YOUR GOAL: Go through the entries below and count the lines where "required" occurs. Give nothing but that number.

┌─ SUPPLIED MATERIAL

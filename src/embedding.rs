//! Embedding provider implementations.
//!
//! All providers implement [`EmbeddingProvider`] from `repo-rag-core`:
//! - **[`HashEmbedder`]**: deterministic feature hashing, fully offline. The default.
//! - **[`OllamaEmbedder`]**: calls a local Ollama instance's `/api/embed` endpoint.
//! - **[`OpenAIEmbedder`]**: calls the OpenAI embeddings API with batching and retry.
//! - **`LocalEmbedder`**: runs ONNX models in-process via fastembed
//!   (feature `local-embeddings-fastembed`).
//!
//! # Provider Selection
//!
//! Use [`create_embedder`] to instantiate the provider named in config:
//!
//! ```rust
//! # use repo_rag::config::EmbeddingConfig;
//! # use repo_rag::embedding::create_embedder;
//! let config = EmbeddingConfig::default(); // provider = "hash"
//! let embedder = create_embedder(&config).unwrap();
//! assert_eq!(embedder.dims(), 384);
//! ```

use anyhow::{bail, Result};
use async_trait::async_trait;
use serde_json::Value;
use sha2::{Digest, Sha256};

use repo_rag_core::embedding::{normalize, EmbeddingProvider};
use repo_rag_core::RagError;

use crate::config::EmbeddingConfig;
use crate::http;

const DEFAULT_HASH_DIMS: usize = 384;
const DEFAULT_OLLAMA_URL: &str = "http://localhost:11434";
const DEFAULT_OPENAI_URL: &str = "https://api.openai.com";

// ============ Hash Embedder ============

/// Offline embedder based on the hashing trick.
///
/// Text is lowercased and split into alphanumeric tokens. Each token's
/// SHA-256 digest picks a bucket and a sign; the bucket counts are then
/// L2-normalized. Texts that share vocabulary get similar vectors, which is
/// enough for keyword-level retrieval without a model download.
pub struct HashEmbedder {
    dims: usize,
}

impl HashEmbedder {
    pub fn new(dims: usize) -> Self {
        Self { dims: dims.max(1) }
    }

    fn vectorize(&self, text: &str) -> Vec<f32> {
        let mut vec = vec![0.0f32; self.dims];
        let lowered = text.to_lowercase();
        for token in lowered
            .split(|c: char| !c.is_alphanumeric())
            .filter(|t| !t.is_empty())
        {
            let digest = Sha256::digest(token.as_bytes());
            let mut bucket_bytes = [0u8; 8];
            bucket_bytes.copy_from_slice(&digest[..8]);
            let bucket = (u64::from_le_bytes(bucket_bytes) % self.dims as u64) as usize;
            let sign = if digest[8] & 1 == 0 { 1.0 } else { -1.0 };
            vec[bucket] += sign;
        }
        normalize(&mut vec);
        vec
    }
}

#[async_trait]
impl EmbeddingProvider for HashEmbedder {
    fn model_name(&self) -> &str {
        "feature-hash"
    }

    fn dims(&self) -> usize {
        self.dims
    }

    async fn embed(&self, text: &str) -> repo_rag_core::Result<Vec<f32>> {
        Ok(self.vectorize(text))
    }
}

// ============ Ollama Embedder ============

/// Embedding provider using a local Ollama instance.
///
/// Calls `POST {url}/api/embed` (default `http://localhost:11434`).
/// Requires Ollama to be running with an embedding model pulled
/// (e.g. `ollama pull all-minilm`).
pub struct OllamaEmbedder {
    client: reqwest::Client,
    model: String,
    dims: usize,
    url: String,
    batch_size: usize,
    max_retries: u32,
}

impl OllamaEmbedder {
    pub fn new(config: &EmbeddingConfig) -> Result<Self> {
        let model = config
            .model
            .clone()
            .ok_or_else(|| anyhow::anyhow!("embedding.model required for Ollama provider"))?;
        let dims = config
            .dims
            .ok_or_else(|| anyhow::anyhow!("embedding.dims required for Ollama provider"))?;
        let url = config
            .url
            .clone()
            .unwrap_or_else(|| DEFAULT_OLLAMA_URL.to_string());

        Ok(Self {
            client: http::client(config.timeout_secs)?,
            model,
            dims,
            url,
            batch_size: config.batch_size.max(1),
            max_retries: config.max_retries,
        })
    }
}

#[async_trait]
impl EmbeddingProvider for OllamaEmbedder {
    fn model_name(&self) -> &str {
        &self.model
    }

    fn dims(&self) -> usize {
        self.dims
    }

    async fn embed(&self, text: &str) -> repo_rag_core::Result<Vec<f32>> {
        first_vector(self.embed_batch(&[text.to_string()]).await?)
    }

    async fn embed_batch(&self, texts: &[String]) -> repo_rag_core::Result<Vec<Vec<f32>>> {
        let url = http::endpoint(&self.url, "/api/embed");
        let mut vectors = Vec::with_capacity(texts.len());
        for batch in texts.chunks(self.batch_size) {
            let body = serde_json::json!({
                "model": self.model,
                "input": batch,
            });
            let json =
                http::post_json(&self.client, &url, None, &body, self.max_retries, "Ollama").await?;
            let parsed = parse_ollama_response(&json)?;
            expect_count(&parsed, batch.len(), "Ollama")?;
            vectors.extend(parsed);
        }
        Ok(vectors)
    }
}

fn parse_ollama_response(json: &Value) -> repo_rag_core::Result<Vec<Vec<f32>>> {
    let embeddings = json
        .get("embeddings")
        .and_then(|e| e.as_array())
        .ok_or_else(|| RagError::provider("Invalid Ollama response: missing embeddings array"))?;

    embeddings
        .iter()
        .map(|embedding| {
            let values = embedding.as_array().ok_or_else(|| {
                RagError::provider("Invalid Ollama response: embedding is not an array")
            })?;
            json_floats(values, "Ollama")
        })
        .collect()
}

// ============ OpenAI Embedder ============

/// Embedding provider using the OpenAI API (or any compatible server).
///
/// Calls `POST {url}/v1/embeddings`. Requires `OPENAI_API_KEY`.
pub struct OpenAIEmbedder {
    client: reqwest::Client,
    model: String,
    dims: usize,
    url: String,
    api_key: String,
    batch_size: usize,
    max_retries: u32,
}

impl OpenAIEmbedder {
    pub fn new(config: &EmbeddingConfig) -> Result<Self> {
        let model = config
            .model
            .clone()
            .ok_or_else(|| anyhow::anyhow!("embedding.model required for OpenAI provider"))?;
        let dims = config
            .dims
            .ok_or_else(|| anyhow::anyhow!("embedding.dims required for OpenAI provider"))?;
        let api_key = std::env::var("OPENAI_API_KEY")
            .map_err(|_| anyhow::anyhow!("OPENAI_API_KEY environment variable not set"))?;
        let url = config
            .url
            .clone()
            .unwrap_or_else(|| DEFAULT_OPENAI_URL.to_string());

        Ok(Self {
            client: http::client(config.timeout_secs)?,
            model,
            dims,
            url,
            api_key,
            batch_size: config.batch_size.max(1),
            max_retries: config.max_retries,
        })
    }
}

#[async_trait]
impl EmbeddingProvider for OpenAIEmbedder {
    fn model_name(&self) -> &str {
        &self.model
    }

    fn dims(&self) -> usize {
        self.dims
    }

    async fn embed(&self, text: &str) -> repo_rag_core::Result<Vec<f32>> {
        first_vector(self.embed_batch(&[text.to_string()]).await?)
    }

    async fn embed_batch(&self, texts: &[String]) -> repo_rag_core::Result<Vec<Vec<f32>>> {
        let url = http::endpoint(&self.url, "/v1/embeddings");
        let mut vectors = Vec::with_capacity(texts.len());
        for batch in texts.chunks(self.batch_size) {
            let body = serde_json::json!({
                "model": self.model,
                "input": batch,
            });
            let json = http::post_json(
                &self.client,
                &url,
                Some(&self.api_key),
                &body,
                self.max_retries,
                "OpenAI",
            )
            .await?;
            let parsed = parse_openai_response(&json)?;
            expect_count(&parsed, batch.len(), "OpenAI")?;
            vectors.extend(parsed);
        }
        Ok(vectors)
    }
}

/// Extract `data[].embedding`, ordered by each item's `index`.
fn parse_openai_response(json: &Value) -> repo_rag_core::Result<Vec<Vec<f32>>> {
    let data = json
        .get("data")
        .and_then(|d| d.as_array())
        .ok_or_else(|| RagError::provider("Invalid OpenAI response: missing data array"))?;

    let mut indexed = Vec::with_capacity(data.len());
    for (position, item) in data.iter().enumerate() {
        let embedding = item
            .get("embedding")
            .and_then(|e| e.as_array())
            .ok_or_else(|| RagError::provider("Invalid OpenAI response: missing embedding"))?;
        let index = item
            .get("index")
            .and_then(|i| i.as_u64())
            .map(|i| i as usize)
            .unwrap_or(position);
        indexed.push((index, json_floats(embedding, "OpenAI")?));
    }

    indexed.sort_by_key(|(index, _)| *index);
    Ok(indexed.into_iter().map(|(_, vec)| vec).collect())
}

// ============ Local Embedder (fastembed) ============

/// In-process embeddings via fastembed. The model is downloaded from
/// Hugging Face on first use and cached; afterwards no network is needed.
#[cfg(feature = "local-embeddings-fastembed")]
pub struct LocalEmbedder {
    model_name: String,
    dims: usize,
    batch_size: usize,
    model: std::sync::Arc<std::sync::Mutex<Option<fastembed::TextEmbedding>>>,
}

#[cfg(feature = "local-embeddings-fastembed")]
impl LocalEmbedder {
    pub fn new(config: &EmbeddingConfig) -> Result<Self> {
        let model_name = config
            .model
            .clone()
            .unwrap_or_else(|| "all-minilm-l6-v2".to_string());
        // Fail early on unknown names.
        config_to_fastembed_model(&model_name)?;
        let dims = config.dims.unwrap_or_else(|| default_local_dims(&model_name));

        Ok(Self {
            model_name,
            dims,
            batch_size: config.batch_size.max(1),
            model: std::sync::Arc::new(std::sync::Mutex::new(None)),
        })
    }
}

#[cfg(feature = "local-embeddings-fastembed")]
#[async_trait]
impl EmbeddingProvider for LocalEmbedder {
    fn model_name(&self) -> &str {
        &self.model_name
    }

    fn dims(&self) -> usize {
        self.dims
    }

    async fn embed(&self, text: &str) -> repo_rag_core::Result<Vec<f32>> {
        first_vector(self.embed_batch(&[text.to_string()]).await?)
    }

    async fn embed_batch(&self, texts: &[String]) -> repo_rag_core::Result<Vec<Vec<f32>>> {
        let slot = self.model.clone();
        let model_name = self.model_name.clone();
        let batch_size = self.batch_size;
        let texts = texts.to_vec();

        tokio::task::spawn_blocking(move || {
            let mut guard = slot
                .lock()
                .map_err(|_| RagError::provider("local embedding model lock poisoned"))?;
            if guard.is_none() {
                let model = config_to_fastembed_model(&model_name).map_err(RagError::provider)?;
                let loaded = fastembed::TextEmbedding::try_new(
                    fastembed::InitOptions::new(model).with_show_download_progress(false),
                )
                .map_err(|e| {
                    RagError::Provider(format!("Failed to initialize local embedding model: {}", e))
                })?;
                *guard = Some(loaded);
            }
            match guard.as_mut() {
                Some(model) => model
                    .embed(texts, Some(batch_size))
                    .map_err(|e| RagError::Provider(format!("Local embedding failed: {}", e))),
                None => Err(RagError::provider("local embedding model not loaded")),
            }
        })
        .await
        .map_err(RagError::provider)?
    }
}

#[cfg(feature = "local-embeddings-fastembed")]
fn default_local_dims(model_name: &str) -> usize {
    match model_name {
        "bge-base-en-v1.5" | "nomic-embed-text-v1" | "nomic-embed-text-v1.5" => 768,
        "bge-large-en-v1.5" => 1024,
        _ => 384,
    }
}

#[cfg(feature = "local-embeddings-fastembed")]
fn config_to_fastembed_model(name: &str) -> Result<fastembed::EmbeddingModel> {
    match name {
        "all-minilm-l6-v2" => Ok(fastembed::EmbeddingModel::AllMiniLML6V2),
        "bge-small-en-v1.5" => Ok(fastembed::EmbeddingModel::BGESmallENV15),
        "bge-base-en-v1.5" => Ok(fastembed::EmbeddingModel::BGEBaseENV15),
        "bge-large-en-v1.5" => Ok(fastembed::EmbeddingModel::BGELargeENV15),
        "nomic-embed-text-v1" => Ok(fastembed::EmbeddingModel::NomicEmbedTextV1),
        "nomic-embed-text-v1.5" => Ok(fastembed::EmbeddingModel::NomicEmbedTextV15),
        other => bail!(
            "Unknown local embedding model: '{}'. Supported models: \
             all-minilm-l6-v2, bge-small-en-v1.5, bge-base-en-v1.5, bge-large-en-v1.5, \
             nomic-embed-text-v1, nomic-embed-text-v1.5",
            other
        ),
    }
}

// ============ Helpers ============

fn json_floats(values: &[Value], service: &str) -> repo_rag_core::Result<Vec<f32>> {
    values
        .iter()
        .map(|v| {
            v.as_f64().map(|f| f as f32).ok_or_else(|| {
                RagError::Provider(format!(
                    "Invalid {} response: embedding component {} is not a number",
                    service, v
                ))
            })
        })
        .collect()
}

fn expect_count(vectors: &[Vec<f32>], expected: usize, service: &str) -> repo_rag_core::Result<()> {
    if vectors.len() != expected {
        return Err(RagError::Provider(format!(
            "{} returned {} embeddings for {} inputs",
            service,
            vectors.len(),
            expected
        )));
    }
    Ok(())
}

fn first_vector(vectors: Vec<Vec<f32>>) -> repo_rag_core::Result<Vec<f32>> {
    vectors
        .into_iter()
        .next()
        .ok_or_else(|| RagError::provider("Empty embedding response"))
}

/// Create the [`EmbeddingProvider`] named by `config.provider`.
///
/// | Config Value | Provider |
/// |-------------|----------|
/// | `"hash"` | [`HashEmbedder`] |
/// | `"ollama"` | [`OllamaEmbedder`] |
/// | `"openai"` | [`OpenAIEmbedder`] |
/// | `"local"` | `LocalEmbedder` (feature `local-embeddings-fastembed`) |
pub fn create_embedder(config: &EmbeddingConfig) -> Result<Box<dyn EmbeddingProvider>> {
    match config.provider.as_str() {
        "hash" => Ok(Box::new(HashEmbedder::new(
            config.dims.unwrap_or(DEFAULT_HASH_DIMS),
        ))),
        "ollama" => Ok(Box::new(OllamaEmbedder::new(config)?)),
        "openai" => Ok(Box::new(OpenAIEmbedder::new(config)?)),
        #[cfg(feature = "local-embeddings-fastembed")]
        "local" => Ok(Box::new(LocalEmbedder::new(config)?)),
        #[cfg(not(feature = "local-embeddings-fastembed"))]
        "local" => bail!("Local embedding provider requires --features local-embeddings-fastembed"),
        other => bail!("Unknown embedding provider: {}", other),
    }
}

└─

REPLY: 4